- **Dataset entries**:
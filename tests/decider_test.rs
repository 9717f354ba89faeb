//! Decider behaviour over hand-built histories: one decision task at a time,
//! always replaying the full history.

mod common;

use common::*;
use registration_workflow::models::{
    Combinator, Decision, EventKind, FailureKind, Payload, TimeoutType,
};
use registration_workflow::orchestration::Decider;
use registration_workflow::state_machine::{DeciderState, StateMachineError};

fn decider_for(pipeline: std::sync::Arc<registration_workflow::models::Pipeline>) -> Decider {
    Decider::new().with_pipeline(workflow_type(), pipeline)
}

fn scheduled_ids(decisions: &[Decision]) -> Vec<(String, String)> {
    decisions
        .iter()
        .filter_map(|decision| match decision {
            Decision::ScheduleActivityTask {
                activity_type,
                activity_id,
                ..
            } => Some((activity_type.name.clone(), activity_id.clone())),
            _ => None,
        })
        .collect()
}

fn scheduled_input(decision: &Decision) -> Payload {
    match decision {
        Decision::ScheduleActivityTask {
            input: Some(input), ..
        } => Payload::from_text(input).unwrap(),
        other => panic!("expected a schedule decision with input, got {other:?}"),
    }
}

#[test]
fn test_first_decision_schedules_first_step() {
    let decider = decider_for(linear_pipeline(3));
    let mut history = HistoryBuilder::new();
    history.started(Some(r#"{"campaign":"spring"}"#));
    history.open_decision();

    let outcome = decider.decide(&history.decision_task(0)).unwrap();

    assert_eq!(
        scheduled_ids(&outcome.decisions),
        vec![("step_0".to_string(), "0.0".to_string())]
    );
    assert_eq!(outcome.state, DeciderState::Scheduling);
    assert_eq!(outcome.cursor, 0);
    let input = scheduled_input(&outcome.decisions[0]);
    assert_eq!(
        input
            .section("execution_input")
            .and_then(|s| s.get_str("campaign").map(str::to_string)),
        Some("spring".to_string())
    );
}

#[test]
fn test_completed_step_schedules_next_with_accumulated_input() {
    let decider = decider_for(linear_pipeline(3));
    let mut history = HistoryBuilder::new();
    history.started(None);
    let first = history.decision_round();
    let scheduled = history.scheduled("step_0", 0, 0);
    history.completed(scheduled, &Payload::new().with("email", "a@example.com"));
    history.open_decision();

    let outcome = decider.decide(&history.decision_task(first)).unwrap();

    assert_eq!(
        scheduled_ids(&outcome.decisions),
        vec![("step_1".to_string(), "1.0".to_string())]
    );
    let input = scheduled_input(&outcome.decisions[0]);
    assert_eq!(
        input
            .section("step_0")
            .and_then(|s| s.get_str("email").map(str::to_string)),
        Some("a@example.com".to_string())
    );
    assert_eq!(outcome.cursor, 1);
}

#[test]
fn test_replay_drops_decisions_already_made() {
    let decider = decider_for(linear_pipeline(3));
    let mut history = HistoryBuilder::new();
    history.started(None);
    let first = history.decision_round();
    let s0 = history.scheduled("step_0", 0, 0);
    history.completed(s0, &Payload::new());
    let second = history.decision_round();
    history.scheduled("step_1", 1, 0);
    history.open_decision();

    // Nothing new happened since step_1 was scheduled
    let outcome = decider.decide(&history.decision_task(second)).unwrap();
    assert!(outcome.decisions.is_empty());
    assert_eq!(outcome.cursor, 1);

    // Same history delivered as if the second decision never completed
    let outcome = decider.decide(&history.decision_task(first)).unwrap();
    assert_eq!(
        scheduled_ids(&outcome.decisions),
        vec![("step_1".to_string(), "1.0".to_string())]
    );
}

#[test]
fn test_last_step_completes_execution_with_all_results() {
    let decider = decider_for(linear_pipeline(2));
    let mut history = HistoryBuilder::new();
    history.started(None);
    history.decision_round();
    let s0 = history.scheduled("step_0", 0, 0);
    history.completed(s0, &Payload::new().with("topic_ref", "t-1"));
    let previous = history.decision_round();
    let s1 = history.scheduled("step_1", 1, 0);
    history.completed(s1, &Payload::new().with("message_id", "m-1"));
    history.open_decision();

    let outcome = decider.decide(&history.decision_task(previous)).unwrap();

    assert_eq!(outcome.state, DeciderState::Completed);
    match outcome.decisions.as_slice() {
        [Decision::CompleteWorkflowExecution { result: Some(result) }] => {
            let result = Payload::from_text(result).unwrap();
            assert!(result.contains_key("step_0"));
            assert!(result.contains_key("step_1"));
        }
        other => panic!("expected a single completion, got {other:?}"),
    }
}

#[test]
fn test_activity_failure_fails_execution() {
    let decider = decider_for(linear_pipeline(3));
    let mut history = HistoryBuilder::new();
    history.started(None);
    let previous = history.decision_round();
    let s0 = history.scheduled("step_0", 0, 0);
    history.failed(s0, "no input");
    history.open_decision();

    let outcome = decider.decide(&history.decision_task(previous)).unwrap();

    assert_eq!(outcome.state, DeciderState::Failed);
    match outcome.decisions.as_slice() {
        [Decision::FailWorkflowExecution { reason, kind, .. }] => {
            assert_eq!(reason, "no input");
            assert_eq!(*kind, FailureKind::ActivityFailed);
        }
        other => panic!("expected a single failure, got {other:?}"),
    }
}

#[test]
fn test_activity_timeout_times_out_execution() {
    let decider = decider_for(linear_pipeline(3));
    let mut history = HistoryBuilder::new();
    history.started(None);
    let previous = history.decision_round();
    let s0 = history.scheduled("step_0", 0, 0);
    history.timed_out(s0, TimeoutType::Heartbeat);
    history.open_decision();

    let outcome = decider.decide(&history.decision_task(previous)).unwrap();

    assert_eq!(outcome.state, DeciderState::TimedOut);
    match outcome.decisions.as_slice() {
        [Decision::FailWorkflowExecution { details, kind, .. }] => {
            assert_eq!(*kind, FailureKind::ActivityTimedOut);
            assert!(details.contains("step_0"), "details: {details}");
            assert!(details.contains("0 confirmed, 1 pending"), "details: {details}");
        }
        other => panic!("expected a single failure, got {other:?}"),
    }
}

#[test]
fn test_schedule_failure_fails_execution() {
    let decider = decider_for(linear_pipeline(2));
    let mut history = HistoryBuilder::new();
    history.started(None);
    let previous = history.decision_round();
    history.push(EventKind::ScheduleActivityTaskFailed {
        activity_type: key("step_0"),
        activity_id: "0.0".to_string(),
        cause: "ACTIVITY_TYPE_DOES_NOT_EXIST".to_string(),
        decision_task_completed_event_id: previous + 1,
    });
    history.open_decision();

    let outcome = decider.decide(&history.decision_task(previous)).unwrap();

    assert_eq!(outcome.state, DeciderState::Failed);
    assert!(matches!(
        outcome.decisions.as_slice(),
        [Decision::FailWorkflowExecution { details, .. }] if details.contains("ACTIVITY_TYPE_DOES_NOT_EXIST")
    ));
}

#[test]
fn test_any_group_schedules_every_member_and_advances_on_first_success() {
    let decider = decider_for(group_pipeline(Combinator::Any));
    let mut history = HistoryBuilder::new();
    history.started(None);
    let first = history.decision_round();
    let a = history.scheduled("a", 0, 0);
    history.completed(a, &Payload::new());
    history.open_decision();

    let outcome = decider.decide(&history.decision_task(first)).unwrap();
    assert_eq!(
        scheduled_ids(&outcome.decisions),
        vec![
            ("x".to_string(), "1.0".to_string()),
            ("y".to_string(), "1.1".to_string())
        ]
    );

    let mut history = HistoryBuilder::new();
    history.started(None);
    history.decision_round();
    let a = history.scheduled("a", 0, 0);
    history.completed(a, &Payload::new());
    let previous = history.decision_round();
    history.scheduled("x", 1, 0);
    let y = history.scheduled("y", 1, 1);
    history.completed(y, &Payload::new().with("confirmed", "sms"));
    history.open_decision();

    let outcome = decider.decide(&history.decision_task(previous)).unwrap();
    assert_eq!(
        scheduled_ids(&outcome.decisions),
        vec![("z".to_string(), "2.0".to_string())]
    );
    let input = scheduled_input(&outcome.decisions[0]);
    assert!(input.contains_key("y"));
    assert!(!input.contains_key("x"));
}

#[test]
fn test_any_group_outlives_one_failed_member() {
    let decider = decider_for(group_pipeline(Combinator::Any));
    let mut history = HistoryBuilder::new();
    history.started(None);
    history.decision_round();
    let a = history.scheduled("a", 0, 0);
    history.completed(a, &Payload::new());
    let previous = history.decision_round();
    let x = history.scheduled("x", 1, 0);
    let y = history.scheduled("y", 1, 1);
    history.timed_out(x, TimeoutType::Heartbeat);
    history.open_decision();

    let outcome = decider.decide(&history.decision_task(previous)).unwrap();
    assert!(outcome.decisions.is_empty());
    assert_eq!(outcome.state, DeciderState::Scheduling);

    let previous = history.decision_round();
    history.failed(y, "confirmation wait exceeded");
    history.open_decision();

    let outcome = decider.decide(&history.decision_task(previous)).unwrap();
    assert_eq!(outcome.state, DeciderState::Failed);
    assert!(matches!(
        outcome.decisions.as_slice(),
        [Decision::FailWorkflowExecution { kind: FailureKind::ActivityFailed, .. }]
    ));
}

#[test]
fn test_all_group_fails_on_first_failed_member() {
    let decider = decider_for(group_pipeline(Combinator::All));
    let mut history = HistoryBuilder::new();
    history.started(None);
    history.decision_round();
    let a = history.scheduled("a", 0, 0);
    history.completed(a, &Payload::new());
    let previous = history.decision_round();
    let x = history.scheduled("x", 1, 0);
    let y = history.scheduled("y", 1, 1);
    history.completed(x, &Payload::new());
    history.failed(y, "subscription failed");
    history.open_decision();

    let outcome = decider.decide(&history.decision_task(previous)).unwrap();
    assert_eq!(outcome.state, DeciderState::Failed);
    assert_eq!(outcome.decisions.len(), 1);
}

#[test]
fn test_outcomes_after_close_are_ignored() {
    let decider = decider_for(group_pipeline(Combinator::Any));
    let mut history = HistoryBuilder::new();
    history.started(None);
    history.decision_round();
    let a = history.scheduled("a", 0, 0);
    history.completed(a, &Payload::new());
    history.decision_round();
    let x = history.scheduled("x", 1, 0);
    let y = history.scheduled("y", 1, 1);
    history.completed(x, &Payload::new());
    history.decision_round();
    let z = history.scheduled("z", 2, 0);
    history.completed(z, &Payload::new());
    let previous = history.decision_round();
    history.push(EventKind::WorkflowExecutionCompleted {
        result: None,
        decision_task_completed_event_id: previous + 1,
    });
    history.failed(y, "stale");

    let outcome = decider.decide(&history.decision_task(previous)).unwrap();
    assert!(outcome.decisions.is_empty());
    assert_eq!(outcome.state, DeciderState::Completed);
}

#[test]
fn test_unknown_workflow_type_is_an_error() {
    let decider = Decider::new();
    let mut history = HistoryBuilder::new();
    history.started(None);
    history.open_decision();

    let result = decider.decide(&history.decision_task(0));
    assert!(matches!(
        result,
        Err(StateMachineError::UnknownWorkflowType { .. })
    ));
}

- **Activity**: Working through the records above, establish how many lines contain the string "push", and reply with the number by itself.

- **Output**: 2